The answer is simple, the terrorists of September 11 cannot prevail in a world occupied by the Declaration of Independence, the Constitution and its Bill of Rights, the Emancipation Proclamation, the Gettysburg Address, the Statue of Liberty, the World Trade Center, the Pentagon, the Capitol, the Supreme Court, and the White House. They cannot co-exist with these ideals, these principles, these institutions and these symbols. So they cannot survive, much less prevail, in the same world as America and its people. So they must try to destroy America, and the principles for which it stands.

We do not claim that America has been or is today without imperfections and shortcomings. Our constitution was undeniably flawed at its origin. Implementation of our lofty ideals has never been without error, and some of our mistakes have been shameful. But the course of our history has been constant, if occasionally erratic, progress from the articulation of those lofty ideals to the extension of their reality to all our people - those who were born here and those, from hundreds of diverse cultures, who flock to the American soil because of those principles and the opportunities they promise.

Reflect on the fact that there is no segment or class of the world's peoples who have exclusive claim on the term "American," and no segment of the world's population to whom that claim has been denied.

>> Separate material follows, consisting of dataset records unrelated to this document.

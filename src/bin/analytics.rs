// Ultralytics 🚀 AGPL-3.0 License - https://ultralytics.com/license

/// YOLOv8 视频流分析进程
///
/// 用法: analytics <STREAM_URL> [CONFIG_B64] [PROVIDER] [--model PATH] [--iou F32]
///
/// stdout 每行一个 JSON 事件, 日志全部写 stderr。
use std::sync::atomic::{AtomicBool, Ordering};
use std::sync::Arc;

use anyhow::Result;
use clap::Parser;
use tracing::{error, info, warn};

use yolov8_analytics::detection::DetectionLoop;
use yolov8_analytics::input::{FfmpegBackend, StreamSource};
use yolov8_analytics::ort_backend::provider_plan;
use yolov8_analytics::{telemetry, AnalyticsConfig, Args, Event, EventWriter, Model, YOLOv8};

fn main() -> Result<()> {
    telemetry::init();
    let args = Args::parse();
    let mut events = EventWriter::stdout();

    let Some(url) = args.stream_url.as_deref().filter(|u| !u.trim().is_empty()) else {
        error!("❌ 缺少视频流地址");
        events.emit(&Event::error("RTSP URL not provided"))?;
        std::process::exit(1);
    };

    let config = AnalyticsConfig::decode_or_default(args.config.as_deref());
    let plan = provider_plan(args.provider_choice());
    let model_path = args.model_path();
    info!(
        "📦 模型: {} | 后端顺序: {:?}",
        model_path.display(),
        plan.iter().map(|ep| ep.provider_name()).collect::<Vec<_>>()
    );

    let model = match YOLOv8::load(&model_path, &plan, &config, args.iou) {
        Ok(model) => model,
        Err(e) => {
            error!("❌ {e}");
            events.emit(&Event::error(e.to_string()))?;
            std::process::exit(1);
        }
    };
    events.emit(&Event::provider(model.ep().provider_name()))?;
    model.summary();

    // Ctrl+C → 停止检测循环
    let shutdown = Arc::new(AtomicBool::new(false));
    if let Err(err) = ctrlc::set_handler({
        let shutdown = shutdown.clone();
        move || {
            shutdown.store(true, Ordering::SeqCst);
        }
    }) {
        warn!("⚠️ Ctrl+C 处理器安装失败: {err}");
    }

    DetectionLoop::new(
        FfmpegBackend,
        StreamSource::parse(url),
        model,
        config,
        events,
    )
    .with_shutdown(shutdown)
    .run()?;

    Ok(())
}
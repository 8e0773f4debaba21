// Ultralytics 🚀 AGPL-3.0 License - https://ultralytics.com/license

//! 检测结果过滤 (标签 / ROI) 与抽帧

use crate::config::{AnalyticsConfig, Roi};
use crate::models::Detection;

/// 只保留允许的标签; 未配置时全部保留
pub fn label_filter(dets: Vec<Detection>, config: &AnalyticsConfig) -> Vec<Detection> {
    if config.objects.is_none() {
        return dets;
    }
    dets.into_iter()
        .filter(|d| config.allows_label(&d.label))
        .collect()
}

/// 框中心 (按帧尺寸归一化) 必须严格落在 ROI 内部
pub fn roi_filter(
    dets: Vec<Detection>,
    roi: Option<&Roi>,
    frame_width: u32,
    frame_height: u32,
) -> Vec<Detection> {
    let Some(roi) = roi else {
        return dets;
    };
    if frame_width == 0 || frame_height == 0 {
        return Vec::new();
    }
    dets.into_iter()
        .filter(|d| {
            let (cx, cy) = d.center();
            roi.contains(cx / frame_width as f32, cy / frame_height as f32)
        })
        .collect()
}

pub fn apply(
    dets: Vec<Detection>,
    config: &AnalyticsConfig,
    frame_width: u32,
    frame_height: u32,
) -> Vec<Detection> {
    let dets = label_filter(dets, config);
    roi_filter(dets, config.roi.as_ref(), frame_width, frame_height)
}

/// 抽帧计数器: 每 `every` 个新帧处理一次
#[derive(Debug, Clone)]
pub struct FrameSkipper {
    every: u64,
    counter: u64,
}

impl FrameSkipper {
    pub fn new(every: u32) -> Self {
        Self {
            every: every.max(1) as u64,
            counter: 0,
        }
    }

    /// 记一帧, 返回是否需要处理
    pub fn tick(&mut self) -> bool {
        self.counter += 1;
        self.counter % self.every == 0
    }

    pub fn reset(&mut self) {
        self.counter = 0;
    }

    pub fn count(&self) -> u64 {
        self.counter
    }
}
/// 视频输入系统 (Video Input System)
///
/// 独立采集线程, 只保留最新一帧
/// - FrameGrabber: 采集线程 + 最新帧单槽
/// - FfmpegBackend: RTSP/摄像头解码 (ez-ffmpeg, DirectShow/AVFoundation/V4L2)
/// - DecodeFilter: 帧校验与拷贝
pub mod frame;
pub mod grabber;

#[cfg(feature = "ffmpeg")]
pub mod decode_filter;
#[cfg(feature = "ffmpeg")]
pub mod decoder;

pub use frame::{Frame, FrameSink, Snapshot};
pub use grabber::{FrameGrabber, FrameStream, StreamBackend, StreamSource};

#[cfg(feature = "ffmpeg")]
pub use decode_filter::DecodeFilter;
#[cfg(feature = "ffmpeg")]
pub use decoder::{FfmpegBackend, FfmpegStream};
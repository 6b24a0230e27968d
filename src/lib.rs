pub mod cli;
pub mod error;
pub mod kv;
pub mod render;
pub mod store;
pub mod types;
pub mod utils;
pub mod view;

pub use error::{Result, WorkoutError};
pub use kv::{KeyValueSlot, MemorySlot, SqliteSlot};
pub use store::{SortDirection, SortKey, WorkoutStore};
pub use types::{Coords, KindInput, Workout, WorkoutForm, WorkoutKind, WorkoutRecord};
pub use view::Coordinator;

We welcome 100,000 refugees per year into this country. Over 650,000 people immigrated legally to America in the most recent year for which we have reliable statistics. Over 5,000,000 people are in this country today who were so desperate to come here that they did so illegally.

There are more Jews in New York city than in Israel. More Poles in Chicago then any city in the world except Warsaw. America is home to 39 million Irish-Americans, 58 million German-Americans, 39 million Hispanic-Americans and nearly a million Japanese-Americans. And there are seven million Muslims in America, nearly the population of New York City.

How tragic it is that the agents of the September 11th terrorist acts were people whom we welcomed to this country, and to whom we extended all of our freedoms, the protections of all of our laws, and the opportunities this country affords to everyone to travel, work and live. But, we welcome immigrants because nearly all of us are immigrants or descendants of immigrants who came here to enjoy America's freedoms, rights, liberties, and the opportunity, denied elsewhere, to pursue happiness and prosperity. People from all places on the globe give our country its identity, its diversity and its strength.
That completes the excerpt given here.